• Collection entries

◆ ◆ ◆ ◆ ◆

//! `GET /user`: the token owner's profile

use chrono::{DateTime, Utc};
use serde::{Deserialize, Serialize};
use std::time::Duration;

use super::Endpoint;
use crate::error::ApiError;
use crate::request::ApiClient;

/// The authenticated user
#[derive(Debug, Clone, PartialEq, Serialize, Deserialize)]
pub struct User {
    pub id: String,
    pub username: String,
    pub level: u32,
    pub profile_url: String,
    pub started_at: DateTime<Utc>,
    #[serde(default)]
    pub current_vacation_started_at: Option<DateTime<Utc>>,
    pub subscription: Subscription,
    /// Lesson and review preferences, kept as raw JSON
    #[serde(default)]
    pub preferences: serde_json::Value,
}

/// Subscription details reported with the user
#[derive(Debug, Clone, PartialEq, Serialize, Deserialize)]
pub struct Subscription {
    pub active: bool,
    /// `"free"`, `"recurring"`, `"lifetime"` or `"unknown"`
    #[serde(rename = "type")]
    pub kind: String,
    pub max_level_granted: u32,
    #[serde(default)]
    pub period_ends_at: Option<DateTime<Utc>>,
}

impl User {
    /// Whether the user is currently on vacation mode
    pub fn on_vacation(&self) -> bool {
        self.current_vacation_started_at.is_some()
    }
}

/// Endpoint for the authenticated user
#[derive(Debug, Clone, Copy)]
pub struct UserEndpoint<'a>(Endpoint<'a>);

impl<'a> UserEndpoint<'a> {
    pub fn new(api: &'a ApiClient, ttl: Duration) -> Self {
        Self(Endpoint::new(api, "user", ttl))
    }

    /// Fetches the user profile
    pub async fn get(self) -> Result<User, ApiError> {
        self.0.fetch().await
    }
}

#[cfg(test)]
mod tests {
    use super::*;

    const USER_DATA: &str = r#"{
        "id": "5a6a5234-a392-4a87-8f3f-33342afe8a42",
        "username": "example_user",
        "level": 5,
        "profile_url": "https://www.wanikani.com/users/example_user",
        "started_at": "2012-05-11T00:52:18.958466Z",
        "current_vacation_started_at": null,
        "subscription": {
            "active": true,
            "type": "recurring",
            "max_level_granted": 60,
            "period_ends_at": "2018-12-11T13:32:19.485748Z"
        },
        "preferences": {
            "default_voice_actor_id": 1,
            "lessons_autoplay_audio": false
        }
    }"#;

    #[test]
    fn test_parse_user() {
        let user: User = serde_json::from_str(USER_DATA).expect("Failed to parse user");

        assert_eq!(user.username, "example_user");
        assert_eq!(user.level, 5);
        assert!(!user.on_vacation());
        assert_eq!(user.subscription.kind, "recurring");
        assert_eq!(user.subscription.max_level_granted, 60);
        assert_eq!(user.preferences["default_voice_actor_id"], 1);
    }

    #[test]
    fn test_parse_user_on_vacation() {
        let json = USER_DATA.replace(
            r#""current_vacation_started_at": null"#,
            r#""current_vacation_started_at": "2024-01-01T00:00:00.000000Z""#,
        );
        let user: User = serde_json::from_str(&json).expect("Failed to parse user");

        assert!(user.on_vacation());
    }
}
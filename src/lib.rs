//! WaniKani API client library
//!
//! Requests go through [`ApiClient::request`], which fingerprints each call,
//! revalidates cached responses with `If-None-Match`/`If-Modified-Since`, and
//! decodes the `data` member of the API's response envelope. The typed
//! endpoints in [`data`] and the [`WaniKaniClient`] façade sit on top.

pub mod cache;
pub mod cli;
pub mod client;
pub mod config;
pub mod data;
pub mod error;
pub mod request;

pub use client::{ClientError, WaniKaniClient};
pub use config::{CacheTtls, ClientConfig, ConfigError, ResourceKind};
pub use error::ApiError;
pub use request::{ApiClient, RequestOptions};
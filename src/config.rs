//! Client configuration
//!
//! `ClientConfig` holds everything the request layer needs (base URL, API
//! revision, token, cache directory) and is passed in explicitly; nothing in
//! the request layer reads the environment. `CacheTtls` maps each resource
//! kind to the TTL its endpoint passes to the request layer.

use std::collections::HashMap;
use std::fmt;
use std::path::PathBuf;
use std::time::Duration;

use thiserror::Error;

use crate::cache::default_cache_dir;

/// Base URL of the v2 API
pub const DEFAULT_BASE_URL: &str = "https://api.wanikani.com/v2/";

/// API revision sent in the `Wanikani-Revision` header
pub const API_REVISION: &str = "20170710";

/// Environment variable holding the API token
pub const TOKEN_ENV: &str = "WANIKANI_API_TOKEN";

/// Environment variable overriding the cache directory
pub const CACHE_DIR_ENV: &str = "WANIKANI_CACHE_DIR";

/// Environment variable overriding the shared default TTL, in milliseconds
pub const DEFAULT_TTL_ENV: &str = "WANIKANI_CACHE_TTL_MS";

const HOUR: Duration = Duration::from_secs(60 * 60);

/// Errors that can occur when loading configuration
#[derive(Debug, Error)]
pub enum ConfigError {
    /// No API token was supplied
    #[error("missing API token: set {} or pass --token", TOKEN_ENV)]
    MissingToken,

    /// No cache directory could be determined
    #[error("cannot determine a cache directory: set {}", CACHE_DIR_ENV)]
    NoCacheDir,

    /// A TTL override is not a whole number of milliseconds
    #[error("invalid TTL in {var}: '{value}' (expected milliseconds)")]
    InvalidTtl { var: String, value: String },
}

/// Connection and cache settings for the request layer
#[derive(Debug, Clone)]
pub struct ClientConfig {
    /// Base URL request paths are joined onto
    pub base_url: String,
    /// Value of the `Wanikani-Revision` header
    pub revision: String,
    /// Personal access token sent as a bearer token
    pub token: String,
    /// Directory holding cache files
    pub cache_dir: PathBuf,
}

impl ClientConfig {
    /// Creates a configuration for the public API using the default cache directory
    ///
    /// Falls back to a `wanikani-cache` directory under the system temp
    /// directory when no user cache directory exists.
    pub fn new(token: impl Into<String>) -> Self {
        Self {
            base_url: DEFAULT_BASE_URL.to_string(),
            revision: API_REVISION.to_string(),
            token: token.into(),
            cache_dir: default_cache_dir()
                .unwrap_or_else(|| std::env::temp_dir().join("wanikani-cache")),
        }
    }

    /// Loads configuration from `WANIKANI_API_TOKEN` and `WANIKANI_CACHE_DIR`
    pub fn from_env() -> Result<Self, ConfigError> {
        Self::from_lookup(|name| std::env::var(name).ok())
    }

    /// Loads configuration through a variable lookup function
    pub fn from_lookup(lookup: impl Fn(&str) -> Option<String>) -> Result<Self, ConfigError> {
        let token = lookup(TOKEN_ENV)
            .filter(|t| !t.trim().is_empty())
            .ok_or(ConfigError::MissingToken)?;
        let cache_dir = match lookup(CACHE_DIR_ENV).filter(|d| !d.is_empty()) {
            Some(dir) => PathBuf::from(dir),
            None => default_cache_dir().ok_or(ConfigError::NoCacheDir)?,
        };

        Ok(Self::new(token.trim()).with_cache_dir(cache_dir))
    }

    /// Overrides the base URL (e.g. to point at a test server)
    pub fn with_base_url(mut self, base_url: impl Into<String>) -> Self {
        self.base_url = base_url.into();
        self
    }

    /// Overrides the cache directory
    pub fn with_cache_dir(mut self, cache_dir: impl Into<PathBuf>) -> Self {
        self.cache_dir = cache_dir.into();
        self
    }
}

/// Resource categories with independently configurable cache TTLs
#[derive(Debug, Clone, Copy, PartialEq, Eq, Hash)]
pub enum ResourceKind {
    Subjects,
    Assignments,
    Reviews,
    ReviewStatistics,
    StudyMaterials,
    Summary,
    User,
    LevelProgressions,
    Resets,
    SpacedRepetitionSystems,
    VoiceActors,
}

impl ResourceKind {
    /// Every resource kind
    pub const ALL: [ResourceKind; 11] = [
        ResourceKind::Subjects,
        ResourceKind::Assignments,
        ResourceKind::Reviews,
        ResourceKind::ReviewStatistics,
        ResourceKind::StudyMaterials,
        ResourceKind::Summary,
        ResourceKind::User,
        ResourceKind::LevelProgressions,
        ResourceKind::Resets,
        ResourceKind::SpacedRepetitionSystems,
        ResourceKind::VoiceActors,
    ];

    /// Kebab-case name, e.g. `"study-materials"`
    pub fn as_str(&self) -> &'static str {
        match self {
            ResourceKind::Subjects => "subjects",
            ResourceKind::Assignments => "assignments",
            ResourceKind::Reviews => "reviews",
            ResourceKind::ReviewStatistics => "review-statistics",
            ResourceKind::StudyMaterials => "study-materials",
            ResourceKind::Summary => "summary",
            ResourceKind::User => "user",
            ResourceKind::LevelProgressions => "level-progressions",
            ResourceKind::Resets => "resets",
            ResourceKind::SpacedRepetitionSystems => "spaced-repetition-systems",
            ResourceKind::VoiceActors => "voice-actors",
        }
    }

    /// Environment variable overriding this kind's TTL
    ///
    /// e.g. `WANIKANI_CACHE_TTL_STUDY_MATERIALS_MS`
    pub fn env_var(&self) -> String {
        format!(
            "WANIKANI_CACHE_TTL_{}_MS",
            self.as_str().replace('-', "_").to_uppercase()
        )
    }

    /// TTL used when neither an override nor a changed default applies
    fn builtin_ttl(&self) -> Option<Duration> {
        match self {
            ResourceKind::Subjects
            | ResourceKind::SpacedRepetitionSystems
            | ResourceKind::VoiceActors => Some(24 * HOUR),
            ResourceKind::Summary => Some(Duration::from_secs(15 * 60)),
            _ => None,
        }
    }
}

impl fmt::Display for ResourceKind {
    fn fmt(&self, f: &mut fmt::Formatter<'_>) -> fmt::Result {
        f.write_str(self.as_str())
    }
}

/// Cache TTL for each resource kind
///
/// Lookup order: explicit override, then the kind's built-in TTL, then the
/// shared default.
#[derive(Debug, Clone)]
pub struct CacheTtls {
    default: Duration,
    overrides: HashMap<ResourceKind, Duration>,
}

impl Default for CacheTtls {
    fn default() -> Self {
        Self {
            default: HOUR,
            overrides: HashMap::new(),
        }
    }
}

impl CacheTtls {
    /// Every kind gets a zero TTL, so nothing is read from or written to the cache
    pub fn disabled() -> Self {
        let mut ttls = Self::default().with_default(Duration::ZERO);
        for kind in ResourceKind::ALL {
            ttls = ttls.with_override(kind, Duration::ZERO);
        }
        ttls
    }

    /// Loads TTL overrides from `WANIKANI_CACHE_TTL_MS` and `WANIKANI_CACHE_TTL_<KIND>_MS`
    pub fn from_env() -> Result<Self, ConfigError> {
        Self::from_lookup(|name| std::env::var(name).ok())
    }

    /// Loads TTL overrides through a variable lookup function
    pub fn from_lookup(lookup: impl Fn(&str) -> Option<String>) -> Result<Self, ConfigError> {
        let mut ttls = Self::default();

        if let Some(value) = lookup(DEFAULT_TTL_ENV) {
            ttls = ttls.with_default(parse_millis(DEFAULT_TTL_ENV, &value)?);
        }
        for kind in ResourceKind::ALL {
            let var = kind.env_var();
            if let Some(value) = lookup(&var) {
                ttls = ttls.with_override(kind, parse_millis(&var, &value)?);
            }
        }

        Ok(ttls)
    }

    /// Sets the shared default TTL
    pub fn with_default(mut self, ttl: Duration) -> Self {
        self.default = ttl;
        self
    }

    /// Sets the TTL for one resource kind
    pub fn with_override(mut self, kind: ResourceKind, ttl: Duration) -> Self {
        self.overrides.insert(kind, ttl);
        self
    }

    /// The shared default TTL
    pub fn default_ttl(&self) -> Duration {
        self.default
    }

    /// TTL for a resource kind
    pub fn ttl_for(&self, kind: ResourceKind) -> Duration {
        self.overrides
            .get(&kind)
            .copied()
            .or_else(|| kind.builtin_ttl())
            .unwrap_or(self.default)
    }
}

fn parse_millis(var: &str, value: &str) -> Result<Duration, ConfigError> {
    value
        .trim()
        .parse::<u64>()
        .map(Duration::from_millis)
        .map_err(|_| ConfigError::InvalidTtl {
            var: var.to_string(),
            value: value.to_string(),
        })
}
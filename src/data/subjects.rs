//! `GET /subjects`: radicals, kanji and vocabulary

use chrono::{DateTime, Utc};
use serde::{Deserialize, Serialize};
use std::time::Duration;

use super::{Endpoint, Resource};
use crate::error::ApiError;
use crate::request::ApiClient;

/// A radical, kanji or vocabulary item
///
/// Fields specific to one subject type (component ids, context sentences,
/// pronunciation audio, ...) are not modelled.
#[derive(Debug, Clone, PartialEq, Serialize, Deserialize)]
pub struct Subject {
    pub level: u32,
    pub slug: String,
    /// Missing for radicals that only exist as images
    #[serde(default)]
    pub characters: Option<String>,
    pub meanings: Vec<Meaning>,
    /// Radicals have no readings
    #[serde(default)]
    pub readings: Vec<Reading>,
    pub document_url: String,
    pub lesson_position: u32,
    pub spaced_repetition_system_id: u64,
    #[serde(default)]
    pub hidden_at: Option<DateTime<Utc>>,
}

#[derive(Debug, Clone, PartialEq, Serialize, Deserialize)]
pub struct Meaning {
    pub meaning: String,
    pub primary: bool,
    pub accepted_answer: bool,
}

#[derive(Debug, Clone, PartialEq, Serialize, Deserialize)]
pub struct Reading {
    pub reading: String,
    pub primary: bool,
    pub accepted_answer: bool,
    /// Kanji only: `"onyomi"`, `"kunyomi"` or `"nanori"`
    #[serde(rename = "type", default)]
    pub kind: Option<String>,
}

impl Subject {
    /// The primary meaning, if one is marked
    pub fn primary_meaning(&self) -> Option<&str> {
        self.meanings
            .iter()
            .find(|m| m.primary)
            .map(|m| m.meaning.as_str())
    }

    /// The primary reading, if the subject has one
    pub fn primary_reading(&self) -> Option<&str> {
        self.readings
            .iter()
            .find(|r| r.primary)
            .map(|r| r.reading.as_str())
    }

    pub fn is_hidden(&self) -> bool {
        self.hidden_at.is_some()
    }
}

/// Endpoint for subjects
#[derive(Debug, Clone, Copy)]
pub struct SubjectsEndpoint<'a>(Endpoint<'a>);

impl<'a> SubjectsEndpoint<'a> {
    pub fn new(api: &'a ApiClient, ttl: Duration) -> Self {
        Self(Endpoint::new(api, "subjects", ttl))
    }

    /// Lists subjects, optionally only those changed after `updated_after`
    pub async fn list(
        self,
        updated_after: Option<DateTime<Utc>>,
    ) -> Result<Vec<Resource<Subject>>, ApiError> {
        self.0.list(updated_after).await
    }

    /// Fetches one subject
    pub async fn get(self, id: u64) -> Result<Subject, ApiError> {
        self.0.get(id).await
    }
}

◆ ◆ ◆ ◆ ◆

• ABOUT THIS EXERCISE
Every line above that holds the string "vocabulary" should be returned.

• YOUR RESPONSE
//! `GET /subjects`: radicals, kanji and vocabulary
/// A radical, kanji or vocabulary item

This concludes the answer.